The U.N. Security Council decision to increase the number of peacekeepers in the Democratic Republic of Congo is being welcomed by analysts as an opportunity to implement a shaky peace. But they caution the job will not be easy.

In the end, MONUC, as the U.N. mission in Congo is known, got just half of the additional troops Secretary-General Kofi Annan had asked for.

However, analysts say, the nearly 6,000 extra troops will boost efforts to strengthen a shaky peace. But they say the troops will have to operate robustly and with strong political backing to be effective.

The peacekeepers will be brought in to support nearly 11,000 U.N. peacekeepers already in the vast African country, trying to secure a fragile peace deal that ended a five-year war in which three million people died.

Henri Boschoff, a military analyst at the Johannesburg-based Institute for Security Studies, says, the additional troops could have a considerable impact. But, he says, there is a need to aggressively interpret and implement the United Nations mandate.

In the past, the U.N. mission in the Congo has been accused of having been too timid in interpreting its mandate, which includes the use of force to protect its personnel, humanitarian workers and civilians from the threat of violence.

Angry mobs rioted and attacked the U.N. mission's premises across the Congo, after peacekeepers failed to stop rebels temporarily seizing the eastern town of Bukavu in June.

It is believed that most of the additional troops will be sent to the troubled provinces of North and South Kivu, while the rest would make up a rapid reaction force that could be used to quell any violence that erupts.

Meanwhile, a newly completed report says there is evidence a weapons embargo in the east of the country is being violated by a network of businessmen and armed groups, highlighting the scale of the task faced by the United Nations mission.
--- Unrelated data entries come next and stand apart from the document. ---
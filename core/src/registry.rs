// stepflow/src/registry.rs

//! `FlowRegistry<E>`: pipelines keyed by the type of data they run over.
//!
//! Each context type gets exactly one pipeline. Callers dispatch with `run(ContextData<T>)`
//! and get back the application error type `E`, which absorbs both engine errors and the
//! pipeline's own handler errors.

use crate::core::context_data::ContextData;
use crate::core::control::PipelineResult;
use crate::error::FlowError;
use crate::pipeline::definition::Pipeline;

use async_trait::async_trait;
use parking_lot::Mutex;
use std::any::{Any, TypeId};
use std::collections::HashMap;
use std::marker::PhantomData;
use std::sync::Arc;
use tracing::{event, instrument, Level};

#[async_trait]
trait ErasedRunner<E>: Send + Sync
where
  E: std::error::Error + Send + Sync + 'static,
{
  /// `ctx_obj` holds a `ContextData<TData>` for the wrapped pipeline's `TData`.
  async fn run_erased(&self, ctx_obj: Box<dyn Any + Send>) -> Result<PipelineResult, E>;
}

struct TypedRunner<TData, PErr, E>
where
  TData: 'static + Send + Sync,
  PErr: std::error::Error + From<FlowError> + Send + Sync + 'static,
  E: std::error::Error + From<PErr> + From<FlowError> + Send + Sync + 'static,
{
  pipeline: Arc<Pipeline<TData, PErr>>,
  _marker: PhantomData<fn() -> (TData, E)>,
}

#[async_trait]
impl<TData, PErr, E> ErasedRunner<E> for TypedRunner<TData, PErr, E>
where
  TData: 'static + Send + Sync,
  PErr: std::error::Error + From<FlowError> + Send + Sync + 'static,
  E: std::error::Error + From<PErr> + From<FlowError> + Send + Sync + 'static,
{
  async fn run_erased(&self, ctx_obj: Box<dyn Any + Send>) -> Result<PipelineResult, E> {
    let ctx_data = match ctx_obj.downcast::<ContextData<TData>>() {
      Ok(boxed) => *boxed,
      Err(_) => {
        let expected_type = std::any::type_name::<ContextData<TData>>().to_string();
        event!(Level::ERROR, %expected_type, "Context handed to registry runner has the wrong type.");
        return Err(E::from(FlowError::TypeMismatch { expected_type }));
      }
    };
    self.pipeline.run(ctx_data).await.map_err(E::from)
  }
}

pub struct FlowRegistry<E = FlowError>
where
  E: std::error::Error + From<FlowError> + Send + Sync + 'static,
{
  runners: Mutex<HashMap<TypeId, Arc<dyn ErasedRunner<E>>>>,
}

impl<E> FlowRegistry<E>
where
  E: std::error::Error + From<FlowError> + Send + Sync + 'static,
{
  pub fn new() -> Self {
    Self {
      runners: Mutex::new(HashMap::new()),
    }
  }

  /// Registers `pipeline` as the flow for `TData`. A later registration for the same type
  /// replaces the earlier one.
  pub fn register_pipeline<TData, PErr>(&self, pipeline: Pipeline<TData, PErr>)
  where
    TData: 'static + Send + Sync,
    PErr: std::error::Error + From<FlowError> + Send + Sync + 'static,
    E: From<PErr>,
  {
    let tdata_type = std::any::type_name::<TData>();
    let runner = TypedRunner::<TData, PErr, E> {
      pipeline: Arc::new(pipeline),
      _marker: PhantomData,
    };
    let replaced = self
      .runners
      .lock()
      .insert(TypeId::of::<TData>(), Arc::new(runner))
      .is_some();
    event!(Level::DEBUG, %tdata_type, replaced, "Pipeline registered.");
  }

  pub fn is_registered<TData: 'static + Send + Sync>(&self) -> bool {
    self.runners.lock().contains_key(&TypeId::of::<TData>())
  }

  /// Runs the pipeline registered for `TData`.
  #[instrument(name = "FlowRegistry::run", skip_all, fields(tdata_type = %std::any::type_name::<TData>()))]
  pub async fn run<TData>(&self, ctx_data: ContextData<TData>) -> Result<PipelineResult, E>
  where
    TData: 'static + Send + Sync,
  {
    let runner = {
      let guard = self.runners.lock();
      guard.get(&TypeId::of::<TData>()).cloned()
    };
    let Some(runner) = runner else {
      let type_name = std::any::type_name::<TData>().to_string();
      event!(Level::ERROR, %type_name, "No pipeline registered for context type.");
      return Err(E::from(FlowError::NotRegistered { type_name }));
    };
    runner.run_erased(Box::new(ctx_data)).await
  }
}

impl<E> Default for FlowRegistry<E>
where
  E: std::error::Error + From<FlowError> + Send + Sync + 'static,
{
  fn default() -> Self {
    Self::new()
  }
}
// chat_orders/src/models/mod.rs

//! Rows and read models for the catalog, orders and order lines.

pub mod order;
pub mod order_line;
pub mod product;

pub use order::{NewOrder, Order, OrderStatus};
pub use order_line::{Modifications, NewOrderLine, OrderLine, OrderLineDetail, OrderWithLines};
pub use product::{Category, MenuFilter, Product};

/// Renders integer cents as dollars, e.g. `1250` as `12.50`.
pub fn format_cents(cents: i64) -> String {
  let sign = if cents < 0 { "-" } else { "" };
  let abs = cents.unsigned_abs();
  format!("{}{}.{:02}", sign, abs / 100, abs % 100)
}

#[cfg(test)]
mod tests {
  use super::format_cents;

  #[test]
  fn formats_cents_as_dollars() {
    assert_eq!(format_cents(0), "0.00");
    assert_eq!(format_cents(5), "0.05");
    assert_eq!(format_cents(1250), "12.50");
    assert_eq!(format_cents(-199), "-1.99");
  }
}
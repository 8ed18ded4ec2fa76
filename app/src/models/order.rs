// chat_orders/src/models/order.rs

use chrono::{DateTime, Utc};
use serde::{Deserialize, Serialize};
use sqlx::{FromRow, Type as SqlxType};
use uuid::Uuid;

#[derive(Debug, Clone, Copy, PartialEq, Eq, Hash, Serialize, Deserialize, SqlxType)]
#[sqlx(type_name = "order_status", rename_all = "lowercase")]
#[serde(rename_all = "lowercase")]
pub enum OrderStatus {
  Pending,
  Submitted,
  Paid,
}

impl OrderStatus {
  fn rank(self) -> u8 {
    match self {
      OrderStatus::Pending => 0,
      OrderStatus::Submitted => 1,
      OrderStatus::Paid => 2,
    }
  }

  /// Forward-only moves, plus staying put. `Paid` is terminal.
  pub fn can_advance_to(self, next: OrderStatus) -> bool {
    next.rank() >= self.rank()
  }

  /// Only pending orders accept line changes.
  pub fn is_editable(self) -> bool {
    self == OrderStatus::Pending
  }

  pub fn as_str(self) -> &'static str {
    match self {
      OrderStatus::Pending => "pending",
      OrderStatus::Submitted => "submitted",
      OrderStatus::Paid => "paid",
    }
  }
}

impl std::fmt::Display for OrderStatus {
  fn fmt(&self, f: &mut std::fmt::Formatter<'_>) -> std::fmt::Result {
    f.write_str(self.as_str())
  }
}

impl std::str::FromStr for OrderStatus {
  type Err = String;

  fn from_str(s: &str) -> Result<Self, Self::Err> {
    match s {
      "pending" => Ok(OrderStatus::Pending),
      "submitted" => Ok(OrderStatus::Submitted),
      "paid" => Ok(OrderStatus::Paid),
      other => Err(format!("unknown order status '{}'", other)),
    }
  }
}

#[derive(Debug, Clone, PartialEq, Eq, Serialize, FromRow)]
#[serde(rename_all = "camelCase")]
pub struct Order {
  pub id: Uuid,
  pub user_id: Uuid,
  pub conversation_id: Uuid,
  pub status: OrderStatus,
  pub created_at: DateTime<Utc>,
  pub updated_at: DateTime<Utc>,
}

#[derive(Debug, Clone)]
pub struct NewOrder {
  pub user_id: Uuid,
  pub conversation_id: Uuid,
}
The report, which was commissioned by Britain's parliamentary group on the Great Lakes region, says a lack of state authority in the east has led to no control over airspace and borders. The report says that has left a vacuum that has largely been filled by a network of private entrepreneurs and military figures. Investigators found evidence weapons had been delivered by several parachute drops in eastern Congo this year. In its conclusions, the report calls for the U.N. mission to be given improved technology, unfettered access when checking airfields and aircraft and more capacity to monitor Congo's extensive borders.